China's Trapped Transition_ The Limits of Developmental Autocracy - Minxin Pei [48]
First, township voters recommended candidates who met the criteria set by the local party organization. Then, the five top vote-getters gave campaign speeches at a voters’ meeting. Afterward, voters elected one of the five as the formal candidate for the township mayor. These two ballots functioned as popular votes, but had no legal standing or binding power. Finally, the township party organization reviewed the final candidate and nominated him to the township People’s Congress for confirmation.133 A similar method was used by Buyun township in 2002.134 In 2004, seven townships in Shiping County, Yunnan province, also used a similar method to elect their mayors.

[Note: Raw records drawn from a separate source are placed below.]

//! Fan-Out Routing
//!
//! Decides which bots answer a query. One classification call is made, its
//! JSON verdict is parsed, and the verdict's predicates switch optional bots
//! on top of the always-invoked mandatory set.
//!
//! # Architecture
//!
//! ```text
//! +------------------+
//! |   QueryRouter    |  <-- one classification call (label suppressed)
//! +--------+---------+
//!          |
//!          v
//! +------------------+
//! |  RoutingVerdict  |  <-- first {...} in the reply, missing keys = false
//! +--------+---------+
//!          |
//!          v
//! +------------------+
//! | BackendSelection |  <-- mandatory ∪ optional(predicate) ∪ enrichment
//! +------------------+
//! ```

mod history;
mod router;
mod verdict;

pub use history::{reattribute_message, reattribute_request};
pub use router::{classification_prompt, BackendRole, BackendSelection, QueryRouter, SelectedBackend};
pub use verdict::{extract_json_object, RoutingVerdict};
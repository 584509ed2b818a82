//! History Re-Attribution
//!
//! A merged answer stored in the conversation history contains every bot's
//! section. Before the history goes back to one bot, each merged answer is
//! cut down to that bot's own section so it never reads another bot's text
//! as its own prior reply.

use crate::messages::{MessageRole, ProtocolMessage, QueryRequest};
use crate::streaming::Label;

/// Reduce a bot message to the section written by `label`'s bot
///
/// Messages from other roles, and bot messages without a matching section,
/// are returned unchanged.
#[must_use]
pub fn reattribute_message(message: &ProtocolMessage, label: &Label) -> ProtocolMessage {
    if message.role != MessageRole::Bot {
        return message.clone();
    }

    Label::sections(&message.content)
        .into_iter()
        .find(|section| label.matches(section.name))
        .map_or_else(
            || message.clone(),
            |section| ProtocolMessage::new(MessageRole::Bot, section.text),
        )
}

/// Copy of `request` with every message re-attributed to `label`'s bot
#[must_use]
pub fn reattribute_request(request: &QueryRequest, label: &Label) -> QueryRequest {
    request.with_query(
        request
            .query
            .iter()
            .map(|m| reattribute_message(m, label))
            .collect(),
    )
}

#[cfg(test)]
mod tests {
    use super::*;
    use pretty_assertions::assert_eq;

    const MERGED: &str = "**GPT-4** says:\nUse a cast iron pan.\n\n\
                          **leocooks** says:\nSear it for two minutes.\n\n\
                          **fw-mistral-7b** ran into an error";

    #[test]
    fn test_keeps_only_own_section() {
        let message = ProtocolMessage::bot(MERGED);

        assert_eq!(
            reattribute_message(&message, &Label::new("leocooks")).content,
            "Sear it for two minutes."
        );
        assert_eq!(
            reattribute_message(&message, &Label::new("GPT-4")).content,
            "Use a cast iron pan."
        );
    }

    #[test]
    fn test_case_insensitive_match() {
        let message = ProtocolMessage::bot(MERGED);
        assert_eq!(
            reattribute_message(&message, &Label::new("LeoCooks")).content,
            "Sear it for two minutes."
        );
    }

    #[test]
    fn test_falls_back_to_original() {
        // The failed bot's marker is not a section header
        let message = ProtocolMessage::bot(MERGED);
        assert_eq!(reattribute_message(&message, &Label::new("fw-mistral-7b")), message);

        let plain = ProtocolMessage::bot("Single-bot answer");
        assert_eq!(reattribute_message(&plain, &Label::new("GPT-4")), plain);
    }

    #[test]
    fn test_user_messages_untouched() {
        let message = ProtocolMessage::user("**GPT-4** says:\nquoted by the user");
        assert_eq!(reattribute_message(&message, &Label::new("GPT-4")), message);
    }

    #[test]
    fn test_reattribute_request() {
        let request = QueryRequest::new(
            vec![
                ProtocolMessage::user("How do I cook steak?"),
                ProtocolMessage::bot(MERGED),
                ProtocolMessage::user("And then?"),
            ],
            "key",
        );

        let rewritten = reattribute_request(&request, &Label::new("GPT-4"));
        assert_eq!(rewritten.conversation_id, request.conversation_id);
        assert_eq!(rewritten.query[0], request.query[0]);
        assert_eq!(rewritten.query[1].content, "Use a cast iron pan.");
        assert_eq!(rewritten.query[2], request.query[2]);
    }
}
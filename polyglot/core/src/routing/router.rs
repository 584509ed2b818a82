//! Query Router
//!
//! Chooses the bots that answer a request: the mandatory set always, plus
//! optional bots whose routing predicate the classifier marked `true`.

use std::sync::Arc;
use std::time::Duration;

use tokio::sync::mpsc;
use tracing::{debug, info, warn};

use super::verdict::RoutingVerdict;
use crate::backend::{Backend, BotRequest};
use crate::config::{EnrichmentConfig, PolyglotConfig, RoutingConfig};
use crate::fragment::{Fragment, FragmentMode};
use crate::messages::{ProtocolMessage, QueryRequest};
use crate::streaming::{Label, LabelingAdapter};

/// Build the classification prompt for `request_text`
///
/// The classifier is asked for a single JSON object holding one boolean per
/// entry in `predicates`.
#[must_use]
pub fn classification_prompt(request_text: &str, predicates: &[&str]) -> String {
    let keys = predicates
        .iter()
        .map(|p| format!("    - {p}"))
        .collect::<Vec<_>>()
        .join("\n");
    let example = predicates
        .iter()
        .enumerate()
        .map(|(i, p)| format!("\"{p}\": {}", i % 2 == 1))
        .collect::<Vec<_>>()
        .join(", ");

    format!(
        "I'm going to show you a textual request:\n\n\
         > {request_text}\n\n\
         Decide whether answering it needs up-to-date information from the internet, \
         and which of the listed topics it relates to.\n\n\
         Reply with a single valid JSON object whose keys are exactly the following, \
         each with a boolean value:\n\
         {keys}\n\n\
         Example:\n\n\
         {{{example}}}"
    )
}

/// Why a bot was selected
#[derive(Clone, Copy, Debug, PartialEq, Eq)]
pub enum BackendRole {
    /// Queried for every request
    Mandatory,
    /// Gated by a topic predicate
    Optional,
    /// Web search contribution; its failures are omitted
    Enrichment,
}

/// One selected bot
#[derive(Clone, Debug, PartialEq, Eq)]
pub struct SelectedBackend {
    /// Backend id
    pub id: String,
    /// Why it was selected
    pub role: BackendRole,
}

/// Ordered, duplicate-free set of bots answering one request
#[derive(Clone, Debug, Default, PartialEq, Eq)]
pub struct BackendSelection {
    backends: Vec<SelectedBackend>,
}

impl BackendSelection {
    /// Empty selection
    #[must_use]
    pub fn new() -> Self {
        Self::default()
    }

    /// Add `id` unless it is already selected
    ///
    /// Returns whether it was added.
    pub fn push(&mut self, id: impl Into<String>, role: BackendRole) -> bool {
        let id = id.into();
        if self.contains(&id) {
            return false;
        }
        self.backends.push(SelectedBackend { id, role });
        true
    }

    /// Whether `id` is selected
    #[must_use]
    pub fn contains(&self, id: &str) -> bool {
        self.backends.iter().any(|b| b.id == id)
    }

    /// Selected ids in order
    #[must_use]
    pub fn ids(&self) -> Vec<&str> {
        self.backends.iter().map(|b| b.id.as_str()).collect()
    }

    /// Iterate in selection order
    pub fn iter(&self) -> std::slice::Iter<'_, SelectedBackend> {
        self.backends.iter()
    }

    /// Number of selected bots
    #[must_use]
    pub fn len(&self) -> usize {
        self.backends.len()
    }

    /// Whether nothing is selected
    #[must_use]
    pub fn is_empty(&self) -> bool {
        self.backends.is_empty()
    }
}

impl<'a> IntoIterator for &'a BackendSelection {
    type Item = &'a SelectedBackend;
    type IntoIter = std::slice::Iter<'a, SelectedBackend>;

    fn into_iter(self) -> Self::IntoIter {
        self.backends.iter()
    }
}

/// Decides which bots answer a request
pub struct QueryRouter {
    backend: Arc<dyn Backend>,
    routing: RoutingConfig,
    enrichment: EnrichmentConfig,
    timeout: Option<Duration>,
    channel_capacity: usize,
}

impl QueryRouter {
    /// Create a router that classifies through `backend`
    #[must_use]
    pub fn new(backend: Arc<dyn Backend>, config: &PolyglotConfig) -> Self {
        Self {
            backend,
            routing: config.routing.clone(),
            enrichment: config.enrichment.clone(),
            timeout: config.request_timeout,
            channel_capacity: config.channel_capacity,
        }
    }

    /// Select the bots for `request`
    ///
    /// Never fails: an unusable classification only narrows the selection
    /// to the mandatory bots.
    pub async fn decide(&self, request: &QueryRequest) -> BackendSelection {
        if !self.routing.enabled {
            debug!("Routing disabled, using mandatory bots only");
            return self.select(&RoutingVerdict::empty());
        }

        let verdict = self
            .classify(&request.plain_text(), &request.access_key)
            .await;
        self.select(&verdict)
    }

    /// Ask the classifier for a verdict on `request_text`
    ///
    /// Makes exactly one call. A reply without a usable JSON object yields an
    /// empty verdict.
    pub async fn classify(&self, request_text: &str, access_key: &str) -> RoutingVerdict {
        let predicates = self.predicates();
        let prompt = classification_prompt(request_text, &predicates);

        let request = BotRequest {
            bot: self.routing.classifier.clone(),
            query: vec![ProtocolMessage::bot(prompt)],
            access_key: access_key.to_string(),
        };

        let adapter = LabelingAdapter::new(Label::new(self.routing.classifier.clone()))
            .with_emit_label(false)
            .with_timeout(self.timeout)
            .with_channel_capacity(self.channel_capacity);
        let reply = drain(adapter.wrap(Arc::clone(&self.backend), request)).await;

        match RoutingVerdict::parse(&reply) {
            Ok(verdict) => {
                info!(
                    classifier = %self.routing.classifier,
                    matched = ?verdict.true_predicates().collect::<Vec<_>>(),
                    "Classified request"
                );
                verdict
            }
            Err(payload) => {
                warn!(
                    classifier = %self.routing.classifier,
                    payload = %payload,
                    "Classifier reply is not a routing verdict, using mandatory bots only"
                );
                RoutingVerdict::empty()
            }
        }
    }

    /// Map a verdict to the bot selection
    #[must_use]
    pub fn select(&self, verdict: &RoutingVerdict) -> BackendSelection {
        let mut selection = BackendSelection::new();

        for id in &self.routing.mandatory {
            selection.push(id.clone(), BackendRole::Mandatory);
        }

        for rule in &self.routing.optional {
            if verdict.get(&rule.predicate) {
                selection.push(rule.backend.clone(), BackendRole::Optional);
            }
        }

        if self.enrichment.web_search && verdict.get(&self.enrichment.predicate) {
            selection.push(self.enrichment.backend.clone(), BackendRole::Enrichment);
        }

        selection
    }

    fn predicates(&self) -> Vec<&str> {
        let mut predicates: Vec<&str> = Vec::new();
        if self.enrichment.web_search {
            predicates.push(&self.enrichment.predicate);
        }
        for rule in &self.routing.optional {
            if !predicates.contains(&rule.predicate.as_str()) {
                predicates.push(&rule.predicate);
            }
        }
        predicates
    }
}

/// Collect a fragment stream into its final text
async fn drain(mut rx: mpsc::Receiver<Fragment>) -> String {
    let mut reply = String::new();
    while let Some(fragment) = rx.recv().await {
        match fragment.mode {
            FragmentMode::Append => reply.push_str(&fragment.text),
            FragmentMode::Replace => reply = fragment.text,
            FragmentMode::SuggestedReply | FragmentMode::ControlOnly => {}
        }
    }
    reply
}

#[cfg(test)]
mod tests {
    use super::*;
    use crate::backend::{BotScript, ScriptedBackend};
    use crate::config::OptionalBackend;
    use pretty_assertions::assert_eq;

    fn router_with(
        backend: ScriptedBackend,
        config: &PolyglotConfig,
    ) -> (QueryRouter, Arc<ScriptedBackend>) {
        let backend = Arc::new(backend);
        let router = QueryRouter::new(Arc::clone(&backend) as Arc<dyn Backend>, config);
        (router, backend)
    }

    #[test]
    fn test_prompt_embeds_request_and_keys() {
        let prompt = classification_prompt(
            "How long do I boil an egg?",
            &["is_related_to_cooking", "requires_internet"],
        );

        assert!(prompt.contains("> How long do I boil an egg?"));
        assert!(prompt.contains("    - is_related_to_cooking"));
        assert!(prompt.contains("{\"is_related_to_cooking\": false, \"requires_internet\": true}"));
    }

    #[test]
    fn test_selection_dedup_and_order() {
        let mut selection = BackendSelection::new();
        assert!(selection.push("GPT-4", BackendRole::Mandatory));
        assert!(selection.push("leocooks", BackendRole::Optional));
        assert!(!selection.push("GPT-4", BackendRole::Optional));

        assert_eq!(selection.ids(), vec!["GPT-4", "leocooks"]);
        assert_eq!(selection.len(), 2);
        assert_eq!(selection.iter().next().map(|b| b.role), Some(BackendRole::Mandatory));
    }

    #[test]
    fn test_select_mandatory_plus_matched() {
        let (router, _) = router_with(ScriptedBackend::new(), &PolyglotConfig::default());

        let verdict = RoutingVerdict::from_pairs([
            ("is_related_to_cooking", true),
            ("is_related_to_fitness", false),
            ("requires_internet", true),
        ]);
        let selection = router.select(&verdict);

        // Web search is disabled by default
        assert_eq!(
            selection.ids(),
            vec!["GPT-4", "Claude-2-100k", "fw-mistral-7b", "Llama-2-70b", "leocooks"]
        );
    }

    #[test]
    fn test_select_enrichment_when_enabled() {
        let mut config = PolyglotConfig::default();
        config.enrichment.web_search = true;
        let (router, _) = router_with(ScriptedBackend::new(), &config);

        let selection = router.select(&RoutingVerdict::from_pairs([("requires_internet", true)]));

        let last = selection.iter().last().cloned();
        assert_eq!(
            last,
            Some(SelectedBackend {
                id: "Web-Search".to_string(),
                role: BackendRole::Enrichment,
            })
        );
    }

    #[test]
    fn test_empty_verdict_selects_mandatory_only() {
        let (router, _) = router_with(ScriptedBackend::new(), &PolyglotConfig::default());
        let selection = router.select(&RoutingVerdict::empty());
        assert!(selection.iter().all(|b| b.role == BackendRole::Mandatory));
        assert_eq!(selection.len(), 4);
    }

    #[tokio::test]
    async fn test_decide_with_json_reply() {
        let backend = ScriptedBackend::new().with_bot(
            "GPT-4",
            BotScript::new()
                .text("Sure! {\"is_related_to_fitness\": true, ")
                .text("\"is_related_to_cooking\": false} hope that helps"),
        );
        let (router, backend) = router_with(backend, &PolyglotConfig::default());

        let request = QueryRequest::from_text("Best way to\ntrain for a marathon?", "key");
        let selection = router.decide(&request).await;

        assert!(selection.contains("1FitCoach"));
        assert!(!selection.contains("leocooks"));

        let sent = backend.last_request_for("GPT-4").unwrap();
        assert_eq!(sent.query.len(), 1);
        assert!(sent.query[0].content.contains("> Best way to train for a marathon?"));
        assert_eq!(sent.access_key, "key");
    }

    #[tokio::test]
    async fn test_decide_with_prose_reply() {
        let backend = ScriptedBackend::new()
            .with_bot("GPT-4", BotScript::new().text("I think this is about cooking."));
        let (router, backend) = router_with(backend, &PolyglotConfig::default());

        let selection = router
            .decide(&QueryRequest::from_text("How do I sear a steak?", "key"))
            .await;

        assert_eq!(
            selection.ids(),
            vec!["GPT-4", "Claude-2-100k", "fw-mistral-7b", "Llama-2-70b"]
        );
        assert_eq!(backend.request_count("GPT-4"), 1);
    }

    #[tokio::test]
    async fn test_decide_with_failing_classifier() {
        let backend = ScriptedBackend::new()
            .with_bot("GPT-4", BotScript::rejecting("quota exceeded"));
        let (router, _) = router_with(backend, &PolyglotConfig::default());

        let selection = router.decide(&QueryRequest::from_text("hello", "key")).await;
        assert_eq!(selection.len(), 4);
    }

    #[tokio::test]
    async fn test_decide_respects_classifier_replace() {
        let backend = ScriptedBackend::new().with_bot(
            "GPT-4",
            BotScript::new()
                .text("{\"is_related_to_cooking\": true}")
                .replace("{\"is_related_to_psychology\": true}"),
        );
        let (router, _) = router_with(backend, &PolyglotConfig::default());

        let selection = router.decide(&QueryRequest::from_text("hi", "key")).await;
        assert!(selection.contains("PsychologistGPT"));
        assert!(!selection.contains("leocooks"));
    }

    #[tokio::test]
    async fn test_routing_disabled_skips_classifier() {
        let mut config = PolyglotConfig::default();
        config.routing.enabled = false;
        config.routing.optional = vec![OptionalBackend::new("is_related_to_cooking", "leocooks")];
        let backend = ScriptedBackend::new()
            .with_bot("GPT-4", BotScript::new().text("{\"is_related_to_cooking\": true}"));
        let (router, backend) = router_with(backend, &config);

        let selection = router.decide(&QueryRequest::from_text("Pasta?", "key")).await;

        assert!(!selection.contains("leocooks"));
        assert_eq!(backend.request_count("GPT-4"), 0);
    }

    #[test]
    fn test_predicates_follow_config() {
        let mut config = PolyglotConfig::default();
        config.enrichment.web_search = true;
        let (router, _) = router_with(ScriptedBackend::new(), &config);

        assert_eq!(
            router.predicates(),
            vec![
                "requires_internet",
                "is_related_to_psychology",
                "is_related_to_cooking",
                "is_related_to_fitness"
            ]
        );
    }
}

It is worth noting that none of these initiatives received the explicit endorsement of the CCP’s central leadership. Local reformers took on considerable personal political risks for pushing electoral reforms. For example, a township CCP secretary in a township in Chongqing was suspended for trying to hold a competitive mayoral election.135
There is doubt whether such hybrid procedures really advance democracy in the rural areas. Melanie Manion argues that various electoral experiments at the township level were designed to align voter preferences with those of the local party committees. On the one hand, since ordinary people’s choices were limited by the party’s own preferences for particular candidates, their ability to influence the electoral outcome was limited. On the other hand, the adoption of such a device would enhance the party’s own legitimacy at the local level because its own candidates would appear to have received popular endorsement. 136
Illiberal Adaptation
The survival of the CCP regime does not solely depend on its ability to deliver satisfactory economic growth. An authoritarian regime governing a fast-changing society faces two choices. One is to adopt a strategy of liberal adaptation. This addresses the rising tensions between an authoritarian regime and an increasingly pluralist society through political reforms that may strengthen the rule of law; establish institutional checks and balances; gradually expand political participation; and permit more space for civil society. Theoretically, an authoritarian regime that has adopted a strategy of liberal adaptation should have less of a need for repression and co-optation because the ruling elites can rely on newly acquired democratic legitimacy to secure their social support. But for a regime that has opted for only the most restrictive forms of political liberalization, illiberal adaptation is a far more attractive strategy for political survival. Instead of favoring far-reaching institutional reforms to restructure regime-society relations, authoritarian regimes that choose illiberal adaptation maximize their control of the state’s repressive apparatus and growing economic resources to develop, refine, and implement more subtle and effective means of maintaining political control. Applied skillfully, this strategy can help an authoritarian regime to divide, weaken, and contain the social forces that may threaten its political dominance.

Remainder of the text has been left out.